Nationally, average SAT scores have bumped along in a narrow range since the late 1980s. (Read more.) A similar pattern is evident in North Carolina’s state-level scores over time. Comparing individual schools and areas, however, there is wide variation in the scores within the state and within districts.
Maps of North Carolina high schools’ SAT scores show a strong relationship to the income of the schools' neighborhoods. The map above shows the state’s public and charter high schools, color-coded as having SAT scores above or below the state average. The underlying map shows per capita income by census block group. (Click here to download a PDF of map above for clearer viewing) There are exceptions to this pattern of higher-income areas with higher SAT scores, but geographic income patterns align very well with schools’ scores.
The dashboards below allow for detailed exploration of the state map as well as comparison of districts’ high schools to the state distribution of scores. (Continue reading article below dashboard.)
Clusters of above- and below-average scores are visible in the metros and correspond closely with incomes.
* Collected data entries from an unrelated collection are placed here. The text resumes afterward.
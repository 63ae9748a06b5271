// Copyright (c) 2025 Jonathan Fontanez
// SPDX-License-Identifier: BUSL-1.1

//! Monotonic timing utilities: stopwatch, frame-rate window, latency tracker.
//!
//! All timestamps produced here come from the same process-wide monotonic
//! epoch, so values from different threads are directly comparable.

use std::sync::OnceLock;
use std::time::{Duration, Instant};

use parking_lot::Mutex;

fn epoch() -> Instant {
    static EPOCH: OnceLock<Instant> = OnceLock::new();
    *EPOCH.get_or_init(Instant::now)
}

/// Microseconds since the process-wide monotonic epoch.
///
/// This is the clock sources stamp into `FrameInfo::timestamp_us`.
pub fn monotonic_now_us() -> u64 {
    epoch().elapsed().as_micros() as u64
}

/// Milliseconds since the process-wide monotonic epoch.
pub fn monotonic_now_ms() -> u64 {
    epoch().elapsed().as_millis() as u64
}

/// Simple monotonic stopwatch.
#[derive(Debug, Clone, Copy)]
pub struct Timer {
    start: Instant,
}

impl Timer {
    pub fn start() -> Self {
        Self {
            start: Instant::now(),
        }
    }

    pub fn reset(&mut self) {
        self.start = Instant::now();
    }

    pub fn elapsed(&self) -> Duration {
        self.start.elapsed()
    }

    pub fn elapsed_us(&self) -> u64 {
        self.start.elapsed().as_micros() as u64
    }

    pub fn elapsed_ms(&self) -> f64 {
        self.start.elapsed().as_secs_f64() * 1_000.0
    }

    pub fn elapsed_secs(&self) -> f64 {
        self.start.elapsed().as_secs_f64()
    }
}

impl Default for Timer {
    fn default() -> Self {
        Self::start()
    }
}

/// Format a duration in seconds as a short human-readable string.
pub fn format_duration(seconds: f64) -> String {
    if seconds < 0.001 {
        format!("{:.1}us", seconds * 1_000_000.0)
    } else if seconds < 1.0 {
        format!("{:.1}ms", seconds * 1_000.0)
    } else if seconds < 60.0 {
        format!("{:.2}s", seconds)
    } else {
        let minutes = (seconds / 60.0) as u64;
        format!("{}m{:.1}s", minutes, seconds - (minutes as f64) * 60.0)
    }
}

/// Sliding-window frame-rate estimator.
///
/// Keeps the last `window` frame timestamps in a ring buffer. The
/// instantaneous rate is derived from the span of the window, the average
/// rate from the full first-to-last span.
#[derive(Debug, Clone)]
pub struct FrameRateCalculator {
    times: Vec<u64>,
    window: usize,
    index: usize,
    count: u64,
    first_us: u64,
    last_us: u64,
}

pub const DEFAULT_FPS_WINDOW: usize = 30;

impl FrameRateCalculator {
    pub fn new(window: usize) -> Self {
        let window = window.max(2);
        Self {
            times: vec![0; window],
            window,
            index: 0,
            count: 0,
            first_us: 0,
            last_us: 0,
        }
    }

    /// Record a frame at `timestamp_us`; pass 0 to use the current time.
    pub fn add_frame(&mut self, timestamp_us: u64) {
        let ts = if timestamp_us == 0 {
            monotonic_now_us()
        } else {
            timestamp_us
        };

        if self.count == 0 {
            self.first_us = ts;
        }
        self.last_us = ts;
        self.times[self.index] = ts;
        self.index = (self.index + 1) % self.window;
        self.count += 1;
    }

    /// Instantaneous rate over the current window, in frames per second.
    pub fn fps(&self) -> f64 {
        let samples = (self.count as usize).min(self.window);
        if samples < 2 {
            return 0.0;
        }

        let slice = &self.times[..samples];
        let oldest = *slice.iter().min().unwrap_or(&0);
        let newest = *slice.iter().max().unwrap_or(&0);
        if newest <= oldest {
            return 0.0;
        }

        (samples as f64 - 1.0) * 1_000_000.0 / (newest - oldest) as f64
    }

    /// Average rate over every frame ever recorded.
    pub fn average_fps(&self) -> f64 {
        if self.count < 2 || self.last_us <= self.first_us {
            return 0.0;
        }
        (self.count as f64 - 1.0) * 1_000_000.0 / (self.last_us - self.first_us) as f64
    }

    pub fn frame_count(&self) -> u64 {
        self.count
    }

    pub fn reset(&mut self) {
        self.times.fill(0);
        self.index = 0;
        self.count = 0;
        self.first_us = 0;
        self.last_us = 0;
    }
}

impl Default for FrameRateCalculator {
    fn default() -> Self {
        Self::new(DEFAULT_FPS_WINDOW)
    }
}

pub const DEFAULT_LATENCY_HISTORY: usize = 100;

/// Ring buffer of latency samples with lazily sorted percentiles.
///
/// The sorted copy is cached and invalidated on each new sample.
pub struct LatencyTracker {
    samples: Vec<f64>,
    capacity: usize,
    index: usize,
    count: usize,
    sorted: Mutex<Option<Vec<f64>>>,
}

impl LatencyTracker {
    pub fn new(history: usize) -> Self {
        let capacity = history.max(1);
        Self {
            samples: vec![0.0; capacity],
            capacity,
            index: 0,
            count: 0,
            sorted: Mutex::new(None),
        }
    }

    pub fn record(&mut self, latency_ms: f64) {
        self.samples[self.index] = latency_ms;
        self.index = (self.index + 1) % self.capacity;
        if self.count < self.capacity {
            self.count += 1;
        }
        *self.sorted.lock() = None;
    }

    pub fn count(&self) -> usize {
        self.count
    }

    pub fn mean(&self) -> f64 {
        if self.count == 0 {
            return 0.0;
        }
        self.samples[..self.count].iter().sum::<f64>() / self.count as f64
    }

    pub fn min(&self) -> f64 {
        self.with_sorted(|s| s.first().copied().unwrap_or(0.0))
    }

    pub fn max(&self) -> f64 {
        self.with_sorted(|s| s.last().copied().unwrap_or(0.0))
    }

    pub fn last(&self) -> f64 {
        if self.count == 0 {
            return 0.0;
        }
        let last_index = (self.index + self.capacity - 1) % self.capacity;
        self.samples[last_index]
    }

    /// Linearly interpolated percentile in `[0, 100]`.
    pub fn percentile(&self, percentile: f64) -> f64 {
        if self.count == 0 {
            return 0.0;
        }
        let p = percentile.clamp(0.0, 100.0);
        self.with_sorted(|s| {
            let rank = (p / 100.0) * (s.len() as f64 - 1.0);
            let lower = rank.floor() as usize;
            let upper = rank.ceil() as usize;
            if lower == upper {
                return s[lower];
            }
            let weight = rank - lower as f64;
            s[lower] * (1.0 - weight) + s[upper] * weight
        })
    }

    pub fn reset(&mut self) {
        self.index = 0;
        self.count = 0;
        *self.sorted.lock() = None;
    }

    pub fn summary(&self) -> String {
        if self.count == 0 {
            return "no latency data".to_string();
        }
        format!(
            "latency avg={:.2}ms min={:.2}ms max={:.2}ms p95={:.2}ms ({} samples)",
            self.mean(),
            self.min(),
            self.max(),
            self.percentile(95.0),
            self.count
        )
    }

    fn with_sorted<T>(&self, f: impl FnOnce(&[f64]) -> T) -> T {
        let mut cache = self.sorted.lock();
        if cache.is_none() {
            let mut copy = self.samples[..self.count].to_vec();
            copy.sort_by(|a, b| a.partial_cmp(b).unwrap_or(std::cmp::Ordering::Equal));
            *cache = Some(copy);
        }
        f(cache.as_deref().unwrap_or(&[]))
    }
}

impl Default for LatencyTracker {
    fn default() -> Self {
        Self::new(DEFAULT_LATENCY_HISTORY)
    }
}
An example is in high-income areas north and south of Charlotte, which contrast with the lower incomes in the center of the city. The same pattern is clear in the state’s other large cities. More broadly, the coastal plain east of Raleigh has wide areas of lower-income and below-average SAT scores. Pockets of higher-income areas along the coast and in the mountains also contain many with above-average scores. Use the zoom tools on the state map to get a closer look at the pattern.
Use the “un-pin” map tool to return to the state view, or use the “revert” icon at the bottom center of the dashboard to go back to the original view. Select any school, or group of schools, on the map to see data for those schools in the table below the map.
There are certainly exceptions to the income/SAT score pattern as you look closely at the map. Often, magnet or special programs buck the trend with above-average scores in lower-income areas.
The second tab in the dashboard above shows high schools by public school district in the state. The bar graph to the left shows the distribution of all North Carolina high schools’ SAT scores for 2013 from highest to lowest. The color in the graph incidicates whether an individual school’s average score is above or below the state’s average score for that year. By selecting a district, such as Charlotte-Mecklenburg, you see high schools from that district (excluding charters) also arranged from highest to lowest score. Select any school and choose to highlight where that school falls in the bar graph, or where the schools in the district are distributed across all those in the state.
While this pattern of income and SAT scores will not surprise experts who study these trends, the stark differences seen in the map are a reminder of the educational challenges facing low-income areas.